Location map of the study area and sampling sites (geographical coordinates; WGS 1984) with respect to Himachal Pradesh, India

Fig. 2
figure 2

a Digital elevation map (source: USGS) b lithological map c steam network with sub-basin boundaries (modified after Pophare & Balpande, 2014) d slope and e Topographic Roughness India (TRI) Balh Valley and its catchment area

2.1 Geological setup and physiography

Geologically, the study region is part of the long-term evolutionary history of the Himalaya. The geodynamic and the evolution are controlled by major thrust systems, namely the Himalayan Frontal Thrust (HFT), the Main Boundary Thrust (MBT), the Main Central Thrust (MCT), and the South Tibetan Detachment System (STDS), responsible for dividing the area into different tectonostratigraphic domains (Singh & Patel, 2017). Regionally, the major thrust bifurcates into associated thrust systems.

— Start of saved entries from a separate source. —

//! Error types for tokenizing and parsing queries.

use thiserror::Error;

use crate::token::Location;

/// Diagnostic for a `!` not followed by `=` or `~`.
pub const BAD_BANG: &str = "operator ! must be followed by = or ~";
/// Diagnostic for `==`.
pub const DOUBLE_EQUALS: &str = "double == not allowed";
/// Diagnostic for a string missing its closing quote.
pub const UNTERMINATED_STRING: &str = "unterminated string";
/// Diagnostic for a backslash at the end of the input.
pub const DANGLING_ESCAPE: &str = "no character after escape";

/// Lexer error with position information.
#[derive(Debug, Clone, PartialEq, Eq, Error)]
#[error("{location}: {message}")]
pub struct LexError {
    /// Where the offending token starts.
    pub location: Location,
    /// Fixed diagnostic describing the problem.
    pub message: String,
}

impl LexError {
    /// Creates a new lexer error.
    pub fn new(location: Location, message: impl Into<String>) -> Self {
        Self {
            location,
            message: message.into(),
        }
    }
}

/// Error returned when a query cannot be parsed.
#[derive(Debug, Clone, PartialEq, Eq, Error)]
pub enum ParseError {
    /// The tokenizer rejected the input.
    #[error(transparent)]
    Lex(#[from] LexError),

    /// The tokens do not match the grammar.
    #[error("{location}: expected {expected}, found {found}")]
    Syntax {
        /// Position of the offending token.
        location: Location,
        /// What the grammar would have accepted.
        expected: String,
        /// Description of the token that was there instead.
        found: String,
    },
}

impl ParseError {
    /// Creates a grammar error.
    pub fn syntax(
        location: Location,
        expected: impl Into<String>,
        found: impl Into<String>,
    ) -> Self {
        Self::Syntax {
            location,
            expected: expected.into(),
            found: found.into(),
        }
    }

    /// Returns where the error occurred.
    pub fn location(&self) -> &Location {
        match self {
            Self::Lex(err) => &err.location,
            Self::Syntax { location, .. } => location,
        }
    }

    /// Returns the error message without its location prefix.
    pub fn message(&self) -> String {
        match self {
            Self::Lex(err) => err.message.clone(),
            Self::Syntax {
                expected, found, ..
            } => format!("expected {expected}, found {found}"),
        }
    }

    /// Returns a suggestion for common mistakes.
    pub fn hint(&self) -> Option<&'static str> {
        match self {
            Self::Lex(err) => match err.message.as_str() {
                BAD_BANG => Some("use != for \"not equal\" or !~ for \"does not match\""),
                DOUBLE_EQUALS => Some("use a single = (or :) to compare a field"),
                UNTERMINATED_STRING => Some("add the matching closing quote"),
                DANGLING_ESCAPE => Some("a backslash must be followed by the character it escapes"),
                _ => None,
            },
            Self::Syntax {
                expected, found, ..
            } => {
                let keyword = found.starts_with("keyword");
                if expected.contains("')'") {
                    Some("add a closing parenthesis ) to match the opening one")
                } else if expected.ends_with("levels of nesting") {
                    Some("remove redundant parentheses or negations")
                } else if expected == "field name" {
                    Some("field paths are words joined by single dots, such as user.name")
                } else if keyword && expected == "expression" {
                    Some("AND and OR need an expression on both sides")
                } else if keyword && expected == "value" {
                    Some("quote a keyword to use it as a value, as in \"or\"")
                } else if found.starts_with("operator") {
                    Some("the left side of a comparison must be a plain field name such as user.name")
                } else if found == "')'" {
                    Some("remove the unmatched closing parenthesis")
                } else {
                    None
                }
            }
        }
    }
}
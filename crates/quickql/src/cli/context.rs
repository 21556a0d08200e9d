//! Shared context for running CLI commands.

use std::{
    env,
    path::{Path, PathBuf},
    process::ExitCode,
};

use quickql_config::Config;
use quickql_query::QueryParser;

use crate::cli::output::Style;

/// Command execution context built once per CLI invocation.
pub struct CommandContext {
    /// Loaded configuration (may be default if no config files found).
    pub config: Config,
}

impl CommandContext {
    /// Loads the configuration that applies to the current directory.
    pub fn load() -> Result<Self, ExitCode> {
        let cwd = current_dir_or_failure()?;
        let config = load_config_or_failure(&cwd)?;
        Ok(Self { config })
    }

    /// Returns the output style selected by the configuration.
    pub fn style(&self) -> Style {
        Style::new(self.config.output.color)
    }

    /// Builds a parser labelled with `filename`, falling back to `parse.filename`.
    pub fn parser(&self, filename: Option<&str>) -> QueryParser {
        match self.filename(filename) {
            Some(name) => QueryParser::new().with_filename(name),
            None => QueryParser::new(),
        }
    }

    /// Resolves the error-location label: the flag wins over the config.
    pub fn filename<'a>(&'a self, flag: Option<&'a str>) -> Option<&'a str> {
        flag.or(self.config.parse.filename.as_deref())
    }
}

/// Returns the current working directory or exits with a consistent error.
fn current_dir_or_failure() -> Result<PathBuf, ExitCode> {
    env::current_dir().map_err(|e| {
        eprintln!("error: could not determine current directory: {e}");
        ExitCode::FAILURE
    })
}

/// Loads configuration from the provided directory or exits with an error.
fn load_config_or_failure(cwd: &Path) -> Result<Config, ExitCode> {
    Config::load(cwd).map_err(|e| {
        eprintln!("error: failed to load configuration: {e}");
        ExitCode::FAILURE
    })
}
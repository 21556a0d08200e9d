//! Command-line interface for quickql filter expressions.

mod cli;

use std::process::ExitCode;

use clap::Parser;

use crate::cli::{CommandContext, args::Cli, commands};

fn main() -> ExitCode {
    let cli = Cli::parse();

    let ctx = match CommandContext::load() {
        Ok(ctx) => ctx,
        Err(code) => return code,
    };

    commands::run(cli.command, &ctx)
}
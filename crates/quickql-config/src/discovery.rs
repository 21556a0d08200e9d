//! Configuration file discovery.
//!
//! Discovers `.quickql.toml` files by walking up the directory tree from a
//! starting point, then appending the global `~/.quickql.toml` if present.

use std::path::{Path, PathBuf};

use directories::BaseDirs;

use crate::parse::is_root_config;

/// The configuration filename.
pub const CONFIG_FILENAME: &str = ".quickql.toml";

/// Discovers all configuration files relevant to the given directory.
///
/// Returns paths in precedence order: closest to `cwd` first, global
/// (`~/.quickql.toml`) last. Discovery stops at a file with `root = true`,
/// in which case the global file is skipped too.
pub fn discover_config_files(cwd: &Path) -> Vec<PathBuf> {
    let mut configs = Vec::new();

    for candidate in cwd.ancestors().map(|dir| dir.join(CONFIG_FILENAME)) {
        if !candidate.is_file() {
            continue;
        }
        let stop = is_root_config(&candidate);
        configs.push(candidate);
        if stop {
            return configs;
        }
    }

    if let Some(global) = global_config_path().filter(|path| path.is_file())
        && !configs.contains(&global)
    {
        configs.push(global);
    }

    configs
}

/// Returns the path to the global configuration file (`~/.quickql.toml`).
///
/// Returns `None` if the home directory cannot be determined.
pub fn global_config_path() -> Option<PathBuf> {
    BaseDirs::new().map(|dirs| dirs.home_dir().join(CONFIG_FILENAME))
}

/// Checks if a path is the global configuration file.
pub fn is_global_config(path: &Path) -> bool {
    global_config_path().is_some_and(|global| path == global)
}
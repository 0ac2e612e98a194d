use serde::Serialize;

use crate::application::access::load_bindings;
use crate::application::ports::{AssignmentRepository, FolderGrantRepository, ProfileRepository};
use crate::domain::entities::Assignment;
use crate::domain::services::{AccessResolver, UserAccessContext};
use crate::domain::value_objects::{OrganizationId, UserId};
use crate::error::AccessError;

pub struct UserContextQuery {
    pub user_id: UserId,
    pub organization_id: OrganizationId,
}

/// Org-wide view of one user's access, plus consistency findings about the
/// underlying bindings (expired-but-active assignments, inactive profiles).
#[derive(Debug, Clone, Serialize)]
pub struct UserContext {
    pub user_id: UserId,
    pub organization_id: OrganizationId,
    pub active_assignments: Vec<Assignment>,
    #[serde(flatten)]
    pub access: UserAccessContext,
    pub is_consistent: bool,
    pub validation_errors: Vec<String>,
}

pub async fn execute<A, P, G>(
    assignments: &A,
    profiles: &P,
    grants: &G,
    query: UserContextQuery,
) -> Result<UserContext, AccessError>
where
    A: AssignmentRepository + ?Sized,
    P: ProfileRepository + ?Sized,
    G: FolderGrantRepository + ?Sized,
{
    let bindings = load_bindings(
        assignments,
        profiles,
        grants,
        query.user_id,
        query.organization_id,
    )
    .await?;

    let mut validation_errors = Vec::new();
    for binding in &bindings {
        if binding.assignment.is_expired() {
            validation_errors.push(format!(
                "Assignment {} is expired",
                binding.assignment.id
            ));
        }
        if !binding.profile.is_active {
            validation_errors.push(format!("Profile {} is inactive", binding.profile.id));
        }
    }

    let access = AccessResolver::build_user_context(&bindings);
    let active_assignments = bindings
        .into_iter()
        .map(|binding| binding.assignment)
        .collect();

    Ok(UserContext {
        user_id: query.user_id,
        organization_id: query.organization_id,
        active_assignments,
        access,
        is_consistent: validation_errors.is_empty(),
        validation_errors,
    })
}
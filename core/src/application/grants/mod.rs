pub mod create_grant;
pub mod delete_grant;
pub mod update_grant;
pub mod validate_grant;
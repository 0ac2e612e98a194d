use chrono::{DateTime, Utc};
use serde::{Deserialize, Serialize};
use serde_json::{Map, Value};
use uuid::Uuid;

use crate::domain::value_objects::{OrganizationId, UserId};
use crate::error::AccessError;

pub const MAX_NAME_LEN: usize = 100;
pub const MAX_DESCRIPTION_LEN: usize = 500;

const FORBIDDEN_NAME_CHARS: &[char] = &['<', '>', ':', '"', '|', '?', '*', '/', '\\'];

/// A named, organization-scoped bundle of folder grants.
///
/// Grants attach by foreign key; the profile itself knows nothing about them.
/// System profiles are immutable and undeletable. Name uniqueness per
/// organization is the owning repository's job, not this entity's.
#[derive(Debug, Clone, PartialEq, Serialize, Deserialize)]
pub struct Profile {
    pub id: Uuid,
    pub name: String,
    pub description: String,
    pub organization_id: OrganizationId,
    pub created_by: UserId,
    pub created_at: DateTime<Utc>,
    pub updated_at: Option<DateTime<Utc>>,
    pub is_active: bool,
    pub is_system_profile: bool,
    pub metadata: Map<String, Value>,
}

impl Profile {
    pub fn create(
        name: &str,
        description: &str,
        organization_id: OrganizationId,
        created_by: UserId,
        is_system_profile: bool,
        metadata: Option<Map<String, Value>>,
    ) -> Result<Self, AccessError> {
        let profile = Self {
            id: Uuid::new_v4(),
            name: name.trim().to_string(),
            description: description.trim().to_string(),
            organization_id,
            created_by,
            created_at: Utc::now(),
            updated_at: None,
            is_active: true,
            is_system_profile,
            metadata: metadata.unwrap_or_default(),
        };

        let (ok, errors) = profile.validate();
        if !ok {
            return Err(AccessError::Validation(errors));
        }
        Ok(profile)
    }

    pub fn rename(&self, name: &str) -> Result<Self, AccessError> {
        if self.is_system_profile {
            return Err(AccessError::policy("System profiles cannot be renamed"));
        }
        let renamed = Self {
            name: name.trim().to_string(),
            updated_at: Some(Utc::now()),
            ..self.clone()
        };
        if let Err(reason) = renamed.validate_name() {
            return Err(AccessError::Validation(vec![reason]));
        }
        Ok(renamed)
    }

    pub fn redescribe(&self, description: &str) -> Result<Self, AccessError> {
        if self.is_system_profile {
            return Err(AccessError::policy(
                "System profiles cannot have their description changed",
            ));
        }
        let redescribed = Self {
            description: description.trim().to_string(),
            updated_at: Some(Utc::now()),
            ..self.clone()
        };
        if let Err(reason) = redescribed.validate_description() {
            return Err(AccessError::Validation(vec![reason]));
        }
        Ok(redescribed)
    }

    /// Shallow union; incoming keys win.
    pub fn merge_metadata(&self, metadata: Map<String, Value>) -> Self {
        let mut merged = self.metadata.clone();
        merged.extend(metadata);
        Self {
            metadata: merged,
            updated_at: Some(Utc::now()),
            ..self.clone()
        }
    }

    pub fn deactivate(&self) -> Result<Self, AccessError> {
        if self.is_system_profile {
            return Err(AccessError::policy("System profiles cannot be deactivated"));
        }
        if !self.is_active {
            return Ok(self.clone());
        }
        Ok(Self {
            is_active: false,
            updated_at: Some(Utc::now()),
            ..self.clone()
        })
    }

    pub fn activate(&self) -> Self {
        if self.is_active {
            return self.clone();
        }
        Self {
            is_active: true,
            updated_at: Some(Utc::now()),
            ..self.clone()
        }
    }

    pub fn can_be_modified(&self) -> (bool, &'static str) {
        if self.is_system_profile {
            return (false, "System profiles cannot be modified");
        }
        if !self.is_active {
            return (false, "Inactive profiles cannot be modified");
        }
        (true, "Profile can be modified")
    }

    pub fn can_be_deleted(&self) -> (bool, &'static str) {
        if self.is_system_profile {
            return (false, "System profiles cannot be deleted");
        }
        (true, "Profile can be deleted")
    }

    fn validate_name(&self) -> Result<(), String> {
        if self.name.trim().is_empty() {
            return Err("Profile name cannot be empty".to_string());
        }
        if self.name.trim().len() > MAX_NAME_LEN {
            return Err(format!("Profile name cannot exceed {MAX_NAME_LEN} characters"));
        }
        if self.name.contains(FORBIDDEN_NAME_CHARS) {
            return Err("Profile name contains forbidden characters".to_string());
        }
        Ok(())
    }

    fn validate_description(&self) -> Result<(), String> {
        if self.description.trim().is_empty() {
            return Err("Profile description cannot be empty".to_string());
        }
        if self.description.trim().len() > MAX_DESCRIPTION_LEN {
            return Err(format!(
                "Profile description cannot exceed {MAX_DESCRIPTION_LEN} characters"
            ));
        }
        Ok(())
    }

    pub fn validate(&self) -> (bool, Vec<String>) {
        let mut errors = Vec::new();

        if let Err(reason) = self.validate_name() {
            errors.push(reason);
        }
        if let Err(reason) = self.validate_description() {
            errors.push(reason);
        }
        if self.organization_id.as_uuid().is_nil() {
            errors.push("Organization ID is required".to_string());
        }
        if self.created_by.as_uuid().is_nil() {
            errors.push("Created by is required".to_string());
        }

        (errors.is_empty(), errors)
    }
}
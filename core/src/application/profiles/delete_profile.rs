use tracing::{info, warn};
use uuid::Uuid;

use crate::application::ports::{
    AssignmentRepository, FolderGrantRepository, ProfileRepository,
};
use crate::domain::value_objects::ProfileId;
use crate::error::AccessError;

pub struct DeleteProfileCommand {
    pub profile_id: Uuid,
}

/// Deleting a profile cascades to its grants. Blocked for system profiles
/// and for profiles that still carry active assignments.
pub async fn execute<P, G, A>(
    profiles: &P,
    grants: &G,
    assignments: &A,
    cmd: DeleteProfileCommand,
) -> Result<(), AccessError>
where
    P: ProfileRepository + ?Sized,
    G: FolderGrantRepository + ?Sized,
    A: AssignmentRepository + ?Sized,
{
    let profile = profiles
        .find_by_id(cmd.profile_id)
        .await?
        .ok_or_else(|| AccessError::not_found("profile", cmd.profile_id))?;

    let (ok, reason) = profile.can_be_deleted();
    if !ok {
        warn!(profile_id = %profile.id, reason, "profile deletion blocked");
        return Err(AccessError::policy(reason));
    }

    let profile_id = ProfileId::from_uuid(profile.id);
    let active_assignments = assignments.find_active_by_profile(profile_id).await?;
    if !active_assignments.is_empty() {
        return Err(AccessError::policy(format!(
            "Cannot delete profile with {} active assignment(s)",
            active_assignments.len()
        )));
    }

    let removed_grants = grants.delete_by_profile(profile_id).await?;
    profiles.delete(profile.id).await?;

    info!(
        profile_id = %profile.id,
        removed_grants,
        "profile deleted with its grants"
    );
    Ok(())
}
use chrono::{DateTime, Utc};
use serde::{Deserialize, Serialize};
use serde_json::{Map, Value};
use uuid::Uuid;

use crate::domain::value_objects::{OrganizationId, ProfileId, UserId};
use crate::error::AccessError;

/// Active assignments younger than this must be revoked, not deleted.
pub const ASSIGNMENT_DELETE_AGE_DAYS: i64 = 365;

const DEFAULT_EXPIRY_WARNING_DAYS: i64 = 7;

/// A time-boxed binding of one profile to one user within an organization.
///
/// Expiry is computed from `expires_at`, never stored: an assignment can sit
/// at `is_active = true` after its expiry passes, so consumers must gate on
/// [`Assignment::is_valid`] rather than the flag alone. `revoked_at` and
/// `revoked_by` travel together.
#[derive(Debug, Clone, PartialEq, Serialize, Deserialize)]
pub struct Assignment {
    pub id: Uuid,
    pub user_id: UserId,
    pub profile_id: ProfileId,
    pub organization_id: OrganizationId,
    pub assigned_by: UserId,
    pub assigned_at: DateTime<Utc>,
    pub expires_at: Option<DateTime<Utc>>,
    pub is_active: bool,
    pub revoked_at: Option<DateTime<Utc>>,
    pub revoked_by: Option<UserId>,
    pub notes: Option<String>,
    /// Opaque metadata; the core never branches on its contents.
    pub extra_data: Map<String, Value>,
}

impl Assignment {
    pub fn create(
        user_id: UserId,
        profile_id: ProfileId,
        organization_id: OrganizationId,
        assigned_by: UserId,
        expires_at: Option<DateTime<Utc>>,
        notes: Option<String>,
        extra_data: Option<Map<String, Value>>,
    ) -> Self {
        Self {
            id: Uuid::new_v4(),
            user_id,
            profile_id,
            organization_id,
            assigned_by,
            assigned_at: Utc::now(),
            expires_at,
            is_active: true,
            revoked_at: None,
            revoked_by: None,
            notes,
            extra_data: extra_data.unwrap_or_default(),
        }
    }

    /// Point the assignment at another profile. Attribution is re-stamped and
    /// any revocation markers are cleared.
    pub fn change_profile(&self, new_profile_id: ProfileId, changed_by: UserId) -> Self {
        Self {
            profile_id: new_profile_id,
            assigned_by: changed_by,
            assigned_at: Utc::now(),
            revoked_at: None,
            revoked_by: None,
            ..self.clone()
        }
    }

    /// Push the expiry out (or set one on a permanent assignment). The new
    /// instant must be strictly in the future.
    pub fn extend_expiration(&self, new_expires_at: DateTime<Utc>) -> Result<Self, AccessError> {
        if new_expires_at <= Utc::now() {
            return Err(AccessError::Validation(vec![
                "Expiration date must be in the future".to_string(),
            ]));
        }
        Ok(Self {
            expires_at: Some(new_expires_at),
            ..self.clone()
        })
    }

    /// Reclassifies the assignment as permanent.
    pub fn remove_expiration(&self) -> Self {
        Self {
            expires_at: None,
            ..self.clone()
        }
    }

    pub fn update_notes(&self, notes: impl Into<String>) -> Self {
        Self {
            notes: Some(notes.into()),
            ..self.clone()
        }
    }

    /// Shallow union; incoming keys win.
    pub fn merge_extra_data(&self, extra_data: Map<String, Value>) -> Self {
        let mut merged = self.extra_data.clone();
        merged.extend(extra_data);
        Self {
            extra_data: merged,
            ..self.clone()
        }
    }

    pub fn deactivate(&self) -> Self {
        if !self.is_active {
            return self.clone();
        }
        Self {
            is_active: false,
            ..self.clone()
        }
    }

    /// Flip the flag back on, clearing revocation markers. Unlike
    /// [`Assignment::reactivate`] this does not re-stamp attribution.
    pub fn activate(&self) -> Self {
        Self {
            is_active: true,
            revoked_at: None,
            revoked_by: None,
            ..self.clone()
        }
    }

    /// Deactivate with an audit trail: stamps the revocation markers and
    /// appends a `Revoked` line to the notes.
    pub fn revoke(&self, revoked_by: UserId, reason: Option<&str>) -> Self {
        let line = match reason {
            Some(reason) => format!("Revoked: {reason}"),
            None => "Revoked".to_string(),
        };
        let notes = match &self.notes {
            Some(existing) if !existing.is_empty() => format!("{existing}\n{line}"),
            _ => line,
        };
        Self {
            is_active: false,
            revoked_at: Some(Utc::now()),
            revoked_by: Some(revoked_by),
            notes: Some(notes),
            ..self.clone()
        }
    }

    /// Deliberate re-grant of a revoked assignment: clears revocation and
    /// re-stamps who assigned it and when.
    pub fn reactivate(&self, reactivated_by: UserId) -> Self {
        Self {
            is_active: true,
            revoked_at: None,
            revoked_by: None,
            assigned_by: reactivated_by,
            assigned_at: Utc::now(),
            ..self.clone()
        }
    }

    pub fn is_expired(&self) -> bool {
        match self.expires_at {
            Some(expires_at) => Utc::now() > expires_at,
            None => false,
        }
    }

    /// Active AND not expired. The stored flag alone is not enough.
    pub fn is_valid(&self) -> bool {
        self.is_active && !self.is_expired()
    }

    pub fn is_revoked(&self) -> bool {
        self.revoked_at.is_some()
    }

    pub fn is_permanent(&self) -> bool {
        self.expires_at.is_none()
    }

    pub fn is_temporary(&self) -> bool {
        self.expires_at.is_some()
    }

    pub fn days_until_expiry(&self) -> Option<i64> {
        self.expires_at
            .map(|expires_at| (expires_at - Utc::now()).num_days().max(0))
    }

    pub fn is_expiring_soon(&self, days_ahead: Option<i64>) -> bool {
        let window = days_ahead.unwrap_or(DEFAULT_EXPIRY_WARNING_DAYS);
        match self.days_until_expiry() {
            Some(days) => days <= window,
            None => false,
        }
    }

    /// Days between assignment and revocation (or now, while unrevoked).
    pub fn duration_days(&self) -> i64 {
        let end = self.revoked_at.unwrap_or_else(Utc::now);
        (end - self.assigned_at).num_days()
    }

    pub fn can_be_modified(&self) -> (bool, &'static str) {
        if !self.is_active {
            return (false, "Inactive assignments cannot be modified");
        }
        if self.is_expired() {
            return (false, "Expired assignments cannot be modified");
        }
        (true, "Assignment can be modified")
    }

    pub fn can_be_deleted(&self) -> (bool, &'static str) {
        if !self.is_active {
            return (true, "Inactive assignment can be deleted");
        }
        if self.duration_days() > ASSIGNMENT_DELETE_AGE_DAYS {
            return (true, "Old assignment can be deleted");
        }
        (
            false,
            "Active recent assignments should be revoked instead of deleted",
        )
    }

    pub fn validate(&self) -> (bool, Vec<String>) {
        let mut errors = Vec::new();
        let now = Utc::now();

        if self.user_id.as_uuid().is_nil() {
            errors.push("User ID is required".to_string());
        }
        if self.profile_id.as_uuid().is_nil() {
            errors.push("Profile ID is required".to_string());
        }
        if self.organization_id.as_uuid().is_nil() {
            errors.push("Organization ID is required".to_string());
        }
        if self.assigned_by.as_uuid().is_nil() {
            errors.push("Assigned by is required".to_string());
        }
        if let Some(expires_at) = self.expires_at {
            if expires_at <= now {
                errors.push("Expiration date must be in the future".to_string());
            }
        }
        if self.assigned_at > now {
            errors.push("Assignment date cannot be in the future".to_string());
        }
        if self.revoked_at.is_some() && self.revoked_by.is_none() {
            errors.push("Revoked assignments must record revoked_by".to_string());
        }
        if self.revoked_by.is_some() && self.revoked_at.is_none() {
            errors.push("revoked_by requires revoked_at".to_string());
        }

        (errors.is_empty(), errors)
    }

    pub fn status(&self) -> &'static str {
        if !self.is_active {
            if self.is_revoked() {
                return "revoked";
            }
            return "inactive";
        }
        if self.is_expired() {
            return "expired";
        }
        if self.is_expiring_soon(None) {
            return "expiring_soon";
        }
        "active"
    }
}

The study area is juxtaposed along with the two thrusts, namely the Main Central Thrust (MCT) and the Mandi Thrust (MT) (Srikantia, 1987; Vaidyanadhan & Ramakrishnan, 2008). The area under these litho-units is characterized by geological succession from different epochs with diverse sedimentary environments and soil geochemistry. The study area has Lesser Himalayan Tectogens characterized by the sediments from Precambrian to the Quaternary period (CGWB report; https://cgwb.gov.in). The lithology exposed along the Suketibasin reveals that the rocks in the eastern parts are dominated by granite, gneisses, quartzites and phyllites, whereas, in the western part, the major rock types are sandstone, schists, and limestone, etc. (Pophare et al., 2018). The various litho-tectonic units comprised of igneous and metamorphic rocks are presented in Fig. 2. The geological setup and the surrounding parent rocks are the major factors influencing the intrinsic soil properties from long-term sedimentation. The inter-montane flat area between the two major towns, Mandi toward the north and Sundernagar toward the south, is popularly named Balh Valley.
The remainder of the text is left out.